La condizione di menomazione è data dalla perdita o anormalità che può essere transitoria o permanente. Le menomazioni, esteriorizzazioni di stati patologici, si suddividono in motorie, uditive, visive e organiche e sono sempre presenti, a prescindere dall’attività svolta da un soggetto in un determinato momento, mentre le disabilità si manifestano quando è necessario compiere prestazioni specifiche e sono descritte come restrizioni o carenze (conseguenti ad una menomazione), nella capacità di svolgere un’attività o un comportamento nel modo o nei limiti ritenuti normali per una persona.

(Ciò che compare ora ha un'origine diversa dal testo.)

/* This Source Code Form is subject to the terms of the Mozilla Public
 * License, v. 2.0. If a copy of the MPL was not distributed with this
 * file, You can obtain one at http://mozilla.org/MPL/2.0/. */

//! Row shapes returned by the local store's queries (§3, §4.4).

#[derive(Clone, Debug, PartialEq, Eq)]
pub enum SessionStatus {
    Active,
    Failed,
    Completed,
}

impl SessionStatus {
    /// Lower is "weaker"; an incoming status wins a merge when its
    /// priority is >= the current status's priority (spec.md §4.5).
    pub fn priority(&self) -> u8 {
        match self {
            SessionStatus::Active => 0,
            SessionStatus::Failed => 1,
            SessionStatus::Completed => 2,
        }
    }

    pub fn as_str(&self) -> &'static str {
        match self {
            SessionStatus::Active => "active",
            SessionStatus::Failed => "failed",
            SessionStatus::Completed => "completed",
        }
    }

    pub fn parse(s: &str) -> Option<Self> {
        match s {
            "active" => Some(SessionStatus::Active),
            "failed" => Some(SessionStatus::Failed),
            "completed" => Some(SessionStatus::Completed),
            _ => None,
        }
    }
}

#[derive(Clone, Debug, PartialEq)]
pub struct SessionRow {
    pub content_session_id: String,
    pub memory_session_id: Option<String>,
    pub project: String,
    pub user_prompt: String,
    pub custom_title: Option<String>,
    pub started_at: String,
    pub started_at_epoch: i64,
    pub completed_at: Option<String>,
    pub completed_at_epoch: Option<i64>,
    pub status: SessionStatus,
}

#[derive(Clone, Debug, PartialEq)]
pub struct UserPromptRow {
    pub content_session_id: String,
    pub prompt_number: i64,
    pub project: String,
    pub prompt_text: String,
    pub created_at: String,
    pub created_at_epoch: i64,
}

#[derive(Clone, Debug, PartialEq)]
pub struct ObservationRow {
    pub memory_session_id: String,
    pub project: String,
    pub text: String,
    pub kind: String, // `type` in spec.md; `kind` to avoid the Rust keyword
    pub title: Option<String>,
    pub subtitle: Option<String>,
    pub facts: Option<String>,
    pub narrative: Option<String>,
    pub concepts: Option<String>,
    pub files_read: Option<String>,
    pub files_modified: Option<String>,
    pub prompt_number: Option<i64>,
    pub discovery_tokens: Option<i64>,
    pub created_at: String,
    pub created_at_epoch: i64,
}

#[derive(Clone, Debug, PartialEq)]
pub struct SummaryRow {
    pub memory_session_id: String,
    pub project: String,
    pub title: Option<String>,
    pub narrative: Option<String>,
    pub facts: Option<String>,
    pub concepts: Option<String>,
    pub prompt_number: Option<i64>,
    pub discovery_tokens: Option<i64>,
    pub created_at: String,
    pub created_at_epoch: i64,
}

impl ObservationRow {
    /// Dedup key per spec.md §3: `(memory_session_id, created_at_epoch, type,
    /// title.unwrap_or(""), narrative.unwrap_or(""))`.
    pub fn dedup_key(&self) -> (String, i64, String, String, String) {
        (
            self.memory_session_id.clone(),
            self.created_at_epoch,
            self.kind.clone(),
            self.title.clone().unwrap_or_default(),
            self.narrative.clone().unwrap_or_default(),
        )
    }
}

impl SummaryRow {
    /// Dedup key per spec.md §3: `(memory_session_id, created_at_epoch,
    /// prompt_number.unwrap_or(-1))`.
    pub fn dedup_key(&self) -> (String, i64, i64) {
        (
            self.memory_session_id.clone(),
            self.created_at_epoch,
            self.prompt_number.unwrap_or(-1),
        )
    }
}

L’handicap è descritto, come accennato, come un fenomeno sociale, in quanto legato alle conseguenze sociali e ambientali di una disabilità: una situazione di svantaggio vissuta da una determinata persona che limita o impedisce la possibilità di ricoprire il ruolo normalmente proprio di quella persona in relazione ad età, sesso e fattori socioculturali.

L’handicap è caratterizzato dalla discrepanza tra l’efficienza-stato del soggetto e le aspettative di efficienza e di stato sia del soggetto che del particolare gruppo di cui fa parte.

La classificazione dell’handicap fatta nell’ICIDH si basa su situazioni reali e si riferisce alle funzioni di orientamento, indipendenza fisica, mobilità, occupazione, integrazione sociale, autosufficienza economica.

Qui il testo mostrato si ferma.